Setting up python-semantic-release on GitHub Actions

Python Semantic Release includes a GitHub Action which runs the publish command. The repository is set to PyPi.

Inputs

Input	Description
github_token	See GH_TOKEN. this is usually set to ${{ secrets.GITHUB_TOKEN }}.
pypi_token	See PYPI_TOKEN.
repository_username	See REPOSITORY_USERNAME.
repository_password	See REPOSITORY_PASSWORD.
directory	A sub-directory to cd into before running. Defaults to the root of the repository.
additional_options	Additional Common Options for the publish command. Example: --noop

Other options are taken from your regular configuration file.

Example Workflow

name: Semantic Release

on:
  push:
    branches:
      - master

jobs:
  release:
    runs-on: ubuntu-latest
    concurrency: release

    steps:
    - uses: actions/checkout@v2
      with:
        fetch-depth: 0

    - name: Python Semantic Release
      uses: relekang/python-semantic-release@master
      with:
        github_token: ${{ secrets.GITHUB_TOKEN }}
        repository_username: __token__
        repository_password: ${{ secrets.PYPI_TOKEN }}

REPOSITORY_PASSWORD should be set as a secret on your repository’s settings page. It is also possible to use username and password authentication in a similar fashion.

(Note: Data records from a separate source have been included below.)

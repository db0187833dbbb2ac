// SPDX-License-Identifier: BUSL-1.1
// Copyright (c) 2026 Alfred Jean LLC

//! Error kinds produced by the runtime.
//!
//! Mirrors the teacher's `ErrorCode`/`MuxError` convention: a plain enum of
//! machine-readable kinds plus a human message, rather than a `thiserror`
//! derive tree.

use std::fmt;

/// Machine-readable error kind. See spec §7 for the taxonomy this follows.
#[derive(Debug, Clone, Copy, PartialEq, Eq)]
pub enum SoErrorKind {
    /// (mbox, msg-type, sink) already subscribed.
    DuplicateSubscription,
    /// Subscribe/unsubscribe attempted on an mbox whose environment has shut down.
    SubscriptionOnClosedMbox,
    /// State nesting would exceed the configured maximum depth.
    StateNestingTooDeep,
    /// `change_state` called with a state that doesn't belong to this agent.
    ForeignState,
    /// A mutable message was sent through (or subscribed for) an MPMC mbox.
    MutableOnMpmc,
    /// A periodic timer was scheduled with a mutable message.
    MutablePeriodicTimer,
    /// Following `transfer_to_state` declarations does not converge.
    TransferLoop,
    /// `change_state` called reentrantly from within a state change.
    ReentrantStateChange,
    /// A composite state was resolved to a leaf but has no declared
    /// initial sub-state.
    MissingInitialSubstate,
    /// `define_agent` failed for one or more agents during coop registration.
    CoopDefineAgentFailed,
    /// Registering a coop under a parent that is already deregistering.
    ParentCoopDeregistering,
    /// A dispatcher's `preallocate_resources` failed.
    DispatcherPreallocationFailed,
    /// A dispatcher's `bind`/registration step failed irrecoverably.
    DispatcherBindFailed,
    /// A coop name collided with an already-registered coop.
    DuplicateCoopName,
    /// A user handler panicked; routed through the exception-reaction policy.
    UserHandlerPanic,
    /// An unknown/non-downcastable panic payload from a user handler.
    UnknownUserException,
    /// An operation was attempted after the environment began shutting down.
    EnvironmentShuttingDown,
    /// Too many layers of a single type registered (fixed small slot budget).
    TooManyLayers,
    /// Catch-all for invariant violations not covered above.
    Internal,
}

impl SoErrorKind {
    pub fn as_str(self) -> &'static str {
        match self {
            Self::DuplicateSubscription => "DUPLICATE_SUBSCRIPTION",
            Self::SubscriptionOnClosedMbox => "SUBSCRIPTION_ON_CLOSED_MBOX",
            Self::StateNestingTooDeep => "STATE_NESTING_TOO_DEEP",
            Self::ForeignState => "FOREIGN_STATE",
            Self::MutableOnMpmc => "MUTABLE_ON_MPMC",
            Self::MutablePeriodicTimer => "MUTABLE_PERIODIC_TIMER",
            Self::TransferLoop => "TRANSFER_LOOP",
            Self::ReentrantStateChange => "REENTRANT_STATE_CHANGE",
            Self::MissingInitialSubstate => "MISSING_INITIAL_SUBSTATE",
            Self::CoopDefineAgentFailed => "COOP_DEFINE_AGENT_FAILED",
            Self::ParentCoopDeregistering => "PARENT_COOP_DEREGISTERING",
            Self::DispatcherPreallocationFailed => "DISPATCHER_PREALLOCATION_FAILED",
            Self::DispatcherBindFailed => "DISPATCHER_BIND_FAILED",
            Self::DuplicateCoopName => "DUPLICATE_COOP_NAME",
            Self::UserHandlerPanic => "USER_HANDLER_PANIC",
            Self::UnknownUserException => "UNKNOWN_USER_EXCEPTION",
            Self::EnvironmentShuttingDown => "ENVIRONMENT_SHUTTING_DOWN",
            Self::TooManyLayers => "TOO_MANY_LAYERS",
            Self::Internal => "INTERNAL",
        }
    }
}

impl fmt::Display for SoErrorKind {
    fn fmt(&self, f: &mut fmt::Formatter<'_>) -> fmt::Result {
        f.write_str(self.as_str())
    }
}

/// An error produced by the runtime: a [`SoErrorKind`] plus a human message.
#[derive(Debug, Clone)]
pub struct SoError {
    kind: SoErrorKind,
    message: String,
}

impl SoError {
    pub fn new(kind: SoErrorKind, message: impl Into<String>) -> Self {
        Self { kind, message: message.into() }
    }

    pub fn kind(&self) -> SoErrorKind {
        self.kind
    }

    pub fn message(&self) -> &str {
        &self.message
    }
}

impl fmt::Display for SoError {
    fn fmt(&self, f: &mut fmt::Formatter<'_>) -> fmt::Result {
        write!(f, "{}: {}", self.kind, self.message)
    }
}

impl std::error::Error for SoError {}

pub type Result<T> = std::result::Result<T, SoError>;

/// Shorthand for constructing an `Err(SoError::new(..))`.
pub(crate) fn err<T>(kind: SoErrorKind, message: impl Into<String>) -> Result<T> {
    Err(SoError::new(kind, message))
}

#[cfg(test)]
mod tests {
    use super::*;

    #[test]
    fn display_includes_kind_and_message() {
        let e = SoError::new(SoErrorKind::ForeignState, "state not owned by agent");
        let s = e.to_string();
        assert!(s.contains("FOREIGN_STATE"));
        assert!(s.contains("state not owned by agent"));
    }
}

concurrency is a beta feature of GitHub Actions which disallows two or more release jobs to run in parallel. This prevents race conditions if there are multiple pushes in a short period of time.

Warning

You must set fetch-depth to 0 when using actions/checkout@v2, since Python Semantic Release needs access to the full history to determine whether a release should be made.

Warning

The GITHUB_TOKEN secret is automatically configured by GitHub, with the same permissions as the user who triggered the workflow run. This causes a problem if your default branch is protected.

You can work around this by storing an administrator’s Personal Access Token as a separate secret and using that instead of GITHUB_TOKEN. In this case, you will also need to pass the new token to actions/checkout (as the token input) in order to gain push access.

Multiple Projects

If you have multiple projects stored within a single repository (or your project is not at the root of the repository), you can pass the directory input. The step can be called multiple times to release multiple projects.

- name: Release Project 1
  uses: relekang/python-semantic-release@master
  with:
    directory: ./project1
    github_token: ${{ secrets.GITHUB_TOKEN }}
    repository_username: __token__
    repository_password: ${{ secrets.PYPI_TOKEN }}

- name: Release Project 2
  uses: relekang/python-semantic-release@master
  with:
    directory: ./project2
    github_token: ${{ secrets.GITHUB_TOKEN }}
    repository_username: __token__
    repository_password: ${{ secrets.PYPI_TOKEN }}

Note

The release notes posted to GitHub will not currently distinguish which project they are from (see this issue).